Utilization of amplicon-based targeted sequencing panel for the massively parallel sequencing of sporadic hearing impairment patients from Saudi Arabia

摘要

Background Hearing Impairment (HI) can have genetic or environmental causes and in some cases, an interplay of both. Genetic causes are difficult to determine as mutations in more than 90 genes have been shown recently to be responsible for HI. Providing a genetic diagnostic test for HI is therefore a challenge especially for ethnic groups where GJB2 mutations are shown to be rare. Results Here we show the design and implementation of an amplicon-based targeted sequencing panel that allows the simultaneous sequencing of 87 HI genes. Mutations identified included known pathogenic mutations and novel variants with unknown significance. The diagnostic rate of this panel is 28?% when only pathogenic variants were reported.

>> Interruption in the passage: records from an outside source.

use std::fmt;

use chrono::{DateTime, Utc};
use lazy_static::lazy_static;
use regex::Regex;
use serde::{Deserialize, Serialize};

use crate::db::models::WinnerRow;
use crate::error::{Error, Result};

lazy_static! {
    static ref CHAT_HANDLE_REGEX: Regex = Regex::new(r"^@?([A-Za-z][A-Za-z0-9_]{4,31})$").unwrap();
}

// A chat the participant is required to be in: either a numeric chat
// identifier or the public @handle of a channel or group.
#[derive(Clone, Debug, Eq, PartialEq, Hash, Serialize, Deserialize)]
pub enum ChatRef {
    Id(i64),
    Handle(String),
}

impl ChatRef {
    pub fn parse(value: &str) -> Result<ChatRef> {
        let trimmed = value.trim();
        if let Ok(chat_id) = trimmed.parse::<i64>() {
            return Ok(ChatRef::Id(chat_id));
        }

        match CHAT_HANDLE_REGEX.captures(trimmed) {
            Some(captures) => Ok(ChatRef::Handle(captures[1].to_lowercase())),
            None => {
                let message = format!(
                    "The chat `{}` is neither a numeric identifier nor a public @handle.",
                    trimmed
                );
                Err(Error::Giveaway(message))
            }
        }
    }

    // Returns the canonical text form used for storage and cache keys.
    pub fn storage_key(&self) -> String {
        match self {
            ChatRef::Id(chat_id) => chat_id.to_string(),
            ChatRef::Handle(handle) => format!("@{}", handle),
        }
    }
}

impl fmt::Display for ChatRef {
    fn fmt(&self, f: &mut fmt::Formatter) -> fmt::Result {
        write!(f, "{}", self.storage_key())
    }
}

// What the engine knows about one user in one chat. Failures to ask the
// messenger collapse into Unknown rather than into an error.
#[derive(Clone, Copy, Debug, Eq, PartialEq, Serialize, Deserialize)]
pub enum MembershipState {
    Member,
    NotMember,
    Unknown,
}

impl MembershipState {
    pub fn as_str(&self) -> &'static str {
        match self {
            MembershipState::Member => "member",
            MembershipState::NotMember => "not_member",
            MembershipState::Unknown => "unknown",
        }
    }

    pub fn parse(value: &str) -> Option<MembershipState> {
        match value {
            "member" => Some(MembershipState::Member),
            "not_member" => Some(MembershipState::NotMember),
            "unknown" => Some(MembershipState::Unknown),
            _ => None,
        }
    }
}

// The raw member status reported by the messenger, before it collapses
// into a MembershipState. Restricted users are still inside the chat.
#[derive(Clone, Copy, Debug, Eq, PartialEq)]
pub enum RawMemberStatus {
    Creator,
    Administrator,
    Member,
    Restricted,
    Left,
    Kicked,
}

impl RawMemberStatus {
    pub fn as_str(&self) -> &'static str {
        match self {
            RawMemberStatus::Creator => "creator",
            RawMemberStatus::Administrator => "administrator",
            RawMemberStatus::Member => "member",
            RawMemberStatus::Restricted => "restricted",
            RawMemberStatus::Left => "left",
            RawMemberStatus::Kicked => "kicked",
        }
    }

    pub fn membership_state(&self) -> MembershipState {
        match self {
            RawMemberStatus::Creator
            | RawMemberStatus::Administrator
            | RawMemberStatus::Member
            | RawMemberStatus::Restricted => MembershipState::Member,
            RawMemberStatus::Left | RawMemberStatus::Kicked => MembershipState::NotMember,
        }
    }
}

#[derive(Clone, Debug, Eq, PartialEq, Serialize, Deserialize)]
pub struct ChatResult {
    pub chat: ChatRef,
    pub state: MembershipState,
}

// The outcome of one check run for one user, in the order the required
// chats were evaluated.
#[derive(Clone, Debug, Eq, PartialEq, Serialize, Deserialize)]
pub struct Verdict {
    pub giveaway_id: i64,
    pub user_id: i64,
    pub eligible: bool,
    pub unknown: bool,
    pub busy: bool,
    pub results: Vec<ChatResult>,
    pub first_blocker: Option<ChatRef>,
    pub checked_at: DateTime<Utc>,
}

impl Verdict {
    pub fn from_results(
        giveaway_id: i64,
        user_id: i64,
        results: Vec<ChatResult>,
        checked_at: DateTime<Utc>,
    ) -> Self {
        let blocker = results
            .iter()
            .find(|result| result.state != MembershipState::Member);
        // The verdict is retryable only when the first blocking chat could
        // not be resolved; a definite refusal ahead of an unresolved chat
        // makes the answer final.
        let eligible = blocker.is_none();
        let unknown = blocker.map(|result| result.state) == Some(MembershipState::Unknown);
        let first_blocker = blocker.map(|result| result.chat.clone());

        Verdict {
            giveaway_id,
            user_id,
            eligible,
            unknown,
            busy: false,
            results,
            first_blocker,
            checked_at,
        }
    }

    // A placeholder verdict for the user whose previous check is still
    // running. Marked unknown, since nothing was actually verified.
    // Never cached and never written to the ledger.
    pub fn busy(giveaway_id: i64, user_id: i64) -> Self {
        Verdict {
            giveaway_id,
            user_id,
            eligible: false,
            unknown: true,
            busy: true,
            results: Vec::new(),
            first_blocker: None,
            checked_at: Utc::now(),
        }
    }
}

#[derive(Clone, Debug, Eq, PartialEq)]
pub struct DrawReport {
    pub giveaway_id: i64,
    pub seed: u64,
    pub eligible_count: u32,
    pub winners: Vec<WinnerRow>,
    pub drawn_at: DateTime<Utc>,
}

// How an attempt to publish the results ended. Losing the race to another
// worker is an ordinary outcome here, not an error.
#[derive(Clone, Debug, Eq, PartialEq)]
pub enum PublishOutcome {
    Published { message_id: i64 },
    AlreadyPublishing,
    AlreadyPublished { message_id: i64 },
}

However, an additional 28?% harbored recurrent combinations of novel or rare single nucleotide variants in the OTOF or PCDH15 genes. Such combinations were not identified in healthy individuals. Conclusions Targeted sequencing approach is a very useful strategy for the identification of mutations affecting the HI genes because of its relatively fast turn-around time and cost effectiveness compared to whole-exome sequencing. Further novel or rare variants could be identified by implementing a large-scale screening of HI using our panel which will eventual lead to a higher diagnostic rate.